======== Given data
// ABOUTME: Configuration for the prompt generator server
// ABOUTME: JSON file first, then PROJECT_PATH / UTGEN_* environment overrides, then validation

use crate::error::{Result, UtgenError};
use crate::paths::{ComponentPathResolver, PROJECT_PATH_ENV};
use serde::{Deserialize, Serialize};
use std::path::{Path, PathBuf};
use tracing::info;

pub const CONFIG_PATH_ENV: &str = "UTGEN_CONFIG";
pub const LOG_DIR_ENV: &str = "UTGEN_LOG_DIR";
pub const LOG_LEVEL_ENV: &str = "UTGEN_LOG_LEVEL";
pub const DEFAULT_CONFIG_FILE: &str = "utgen-config.json";

const LOG_LEVELS: [&str; 5] = ["trace", "debug", "info", "warn", "error"];

#[derive(Debug, Clone, Default, Serialize, Deserialize, PartialEq, Eq)]
pub struct UtgenConfig {
    /// Project root; components live under `<root>/src/components`
    #[serde(default)]
    pub project_root: Option<PathBuf>,

    #[serde(default)]
    pub logging: LoggingConfig,
}

#[derive(Debug, Clone, Serialize, Deserialize, PartialEq, Eq)]
pub struct LoggingConfig {
    /// Default filter level when RUST_LOG is unset
    #[serde(default = "default_log_level")]
    pub level: String,

    /// Write logs to `<log_dir>/utgen.log` instead of stderr
    #[serde(default)]
    pub log_dir: Option<PathBuf>,
}

fn default_log_level() -> String {
    "info".to_string()
}

impl Default for LoggingConfig {
    fn default() -> Self {
        Self {
            level: default_log_level(),
            log_dir: None,
        }
    }
}

impl UtgenConfig {
    pub fn from_file<P: AsRef<Path>>(path: P) -> Result<Self> {
        let path = path.as_ref();
        let content = std::fs::read_to_string(path).map_err(|e| UtgenError::io(path, e))?;
        let config: Self = serde_json::from_str(&content)?;
        Ok(config)
    }

    pub fn to_file<P: AsRef<Path>>(&self, path: P) -> Result<()> {
        let path = path.as_ref();
        let content = serde_json::to_string_pretty(self)?;
        std::fs::write(path, content).map_err(|e| UtgenError::io(path, e))?;
        Ok(())
    }

    /// Loads from `explicit`, `UTGEN_CONFIG` or `utgen-config.json`, then applies env overrides
    pub fn load(explicit: Option<&Path>) -> Result<Self> {
        let env_path = std::env::var_os(CONFIG_PATH_ENV).map(PathBuf::from);
        let file = explicit
            .map(Path::to_path_buf)
            .or(env_path)
            .or_else(|| {
                let default = PathBuf::from(DEFAULT_CONFIG_FILE);
                default.exists().then_some(default)
            });

        let mut config = match file {
            Some(path) => {
                info!("Loading config from: {}", path.display());
                Self::from_file(&path)?
            }
            None => Self::default(),
        };
        config.apply_env_overrides();
        Ok(config)
    }

    pub fn apply_env_overrides(&mut self) {
        // Empty values count as unset
        if let Some(root) = std::env::var_os(PROJECT_PATH_ENV).filter(|v| !v.is_empty()) {
            self.project_root = Some(PathBuf::from(root));
        }
        if let Some(dir) = std::env::var_os(LOG_DIR_ENV).filter(|v| !v.is_empty()) {
            self.logging.log_dir = Some(PathBuf::from(dir));
        }
        if let Some(level) = std::env::var(LOG_LEVEL_ENV).ok().filter(|v| !v.is_empty()) {
            self.logging.level = level.to_lowercase();
        }
    }

    pub fn validate(&self) -> Result<()> {
        if !LOG_LEVELS.contains(&self.logging.level.as_str()) {
            return Err(UtgenError::config(format!(
                "logging.level must be one of {}, got '{}'",
                LOG_LEVELS.join(", "),
                self.logging.level
            )));
        }

        if matches!(&self.project_root, Some(root) if root.as_os_str().is_empty()) {
            return Err(UtgenError::config("project_root must not be empty"));
        }

        Ok(())
    }

    pub fn resolver(&self) -> ComponentPathResolver {
        ComponentPathResolver::new(self.project_root.clone())
    }
}
// ABOUTME: Extracts @/components imports from component source and fetches their type files
// ABOUTME: One level only; dependencies without a readable type.ts are silently omitted

use crate::observer::{PipelineEvent, PipelineObserver};
use lazy_static::lazy_static;
use regex::Regex;
use std::collections::HashSet;
use std::path::Path;
use std::sync::Arc;

/// The single type filename looked up for a dependency
pub const DEPENDENCY_TYPE_FILE: &str = "type.ts";

lazy_static! {
    // Relative imports (`../Button`) and deep imports (`@/components/Button/x`) are not matched
    static ref COMPONENTS_IMPORT: Regex =
        Regex::new(r#"from\s+['"]@/components/([^'"/]+)['"]"#).unwrap();
}

#[derive(Debug, Clone, PartialEq, Eq)]
pub struct DependentComponentType {
    pub component_name: String,
    pub type_source: String,
}

/// Unique component names imported from `@/components/<name>`, in first-seen order
pub fn extract_dependencies(source: &str) -> Vec<String> {
    let mut seen: HashSet<&str> = HashSet::new();
    let mut names = Vec::new();

    for cap in COMPONENTS_IMPORT.captures_iter(source) {
        let Some(name) = cap.get(1).map(|m| m.as_str()) else {
            continue;
        };
        if seen.insert(name) {
            names.push(name.to_string());
        }
    }

    names
}

#[derive(Clone)]
pub struct DependencyTypeFetcher {
    observer: Arc<dyn PipelineObserver>,
}

impl DependencyTypeFetcher {
    pub fn new(observer: Arc<dyn PipelineObserver>) -> Self {
        Self { observer }
    }

    /// Reads `<components_root>/<name>/type.ts` for each name, sequentially.
    /// Names are expected to be unique already.
    pub async fn fetch_types(
        &self,
        names: &[String],
        components_root: &Path,
    ) -> Vec<DependentComponentType> {
        let mut results = Vec::with_capacity(names.len());

        for name in names {
            let path = components_root.join(name).join(DEPENDENCY_TYPE_FILE);

            match tokio::fs::read_to_string(&path).await {
                Ok(type_source) => {
                    self.observer.on_event(&PipelineEvent::DependencyTypeRead {
                        component: name.clone(),
                        path,
                    });
                    results.push(DependentComponentType {
                        component_name: name.clone(),
                        type_source,
                    });
                }
                Err(e) => {
                    self.observer
                        .on_event(&PipelineEvent::DependencyTypeSkipped {
                            component: name.clone(),
                            path,
                            reason: e.to_string(),
                        });
                }
            }
        }

        results
    }
}
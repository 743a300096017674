// ABOUTME: Derives the on-disk components root from the project root
// ABOUTME: Falls back to a relative src/components when no project root is configured

use std::path::PathBuf;

/// Environment variable naming the project root
pub const PROJECT_PATH_ENV: &str = "PROJECT_PATH";

/// Components directory, relative to the project root
pub const COMPONENTS_SUBDIR: &str = "src/components";

#[derive(Debug, Clone, Default, PartialEq, Eq)]
pub struct ComponentPathResolver {
    project_root: Option<PathBuf>,
}

impl ComponentPathResolver {
    pub fn new(project_root: Option<PathBuf>) -> Self {
        Self { project_root }
    }

    /// Components root; existence is not checked here
    pub fn resolve(&self) -> PathBuf {
        match &self.project_root {
            Some(root) => root.join(COMPONENTS_SUBDIR),
            None => PathBuf::from(COMPONENTS_SUBDIR),
        }
    }

    pub fn component_dir(&self, component_name: &str) -> PathBuf {
        self.resolve().join(component_name)
    }
}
================
Retype the records above, but only those lines that fall between the line containing "use std::path::PathBuf;" and the line containing "pub struct ComponentPathResolver", with both of those lines included, exactly as written.

use std::path::PathBuf;

/// Environment variable naming the project root
pub const PROJECT_PATH_ENV: &str = "PROJECT_PATH";

/// Components directory, relative to the project root
pub const COMPONENTS_SUBDIR: &str = "src/components";

#[derive(Debug, Clone, Default, PartialEq, Eq)]
pub struct ComponentPathResolver {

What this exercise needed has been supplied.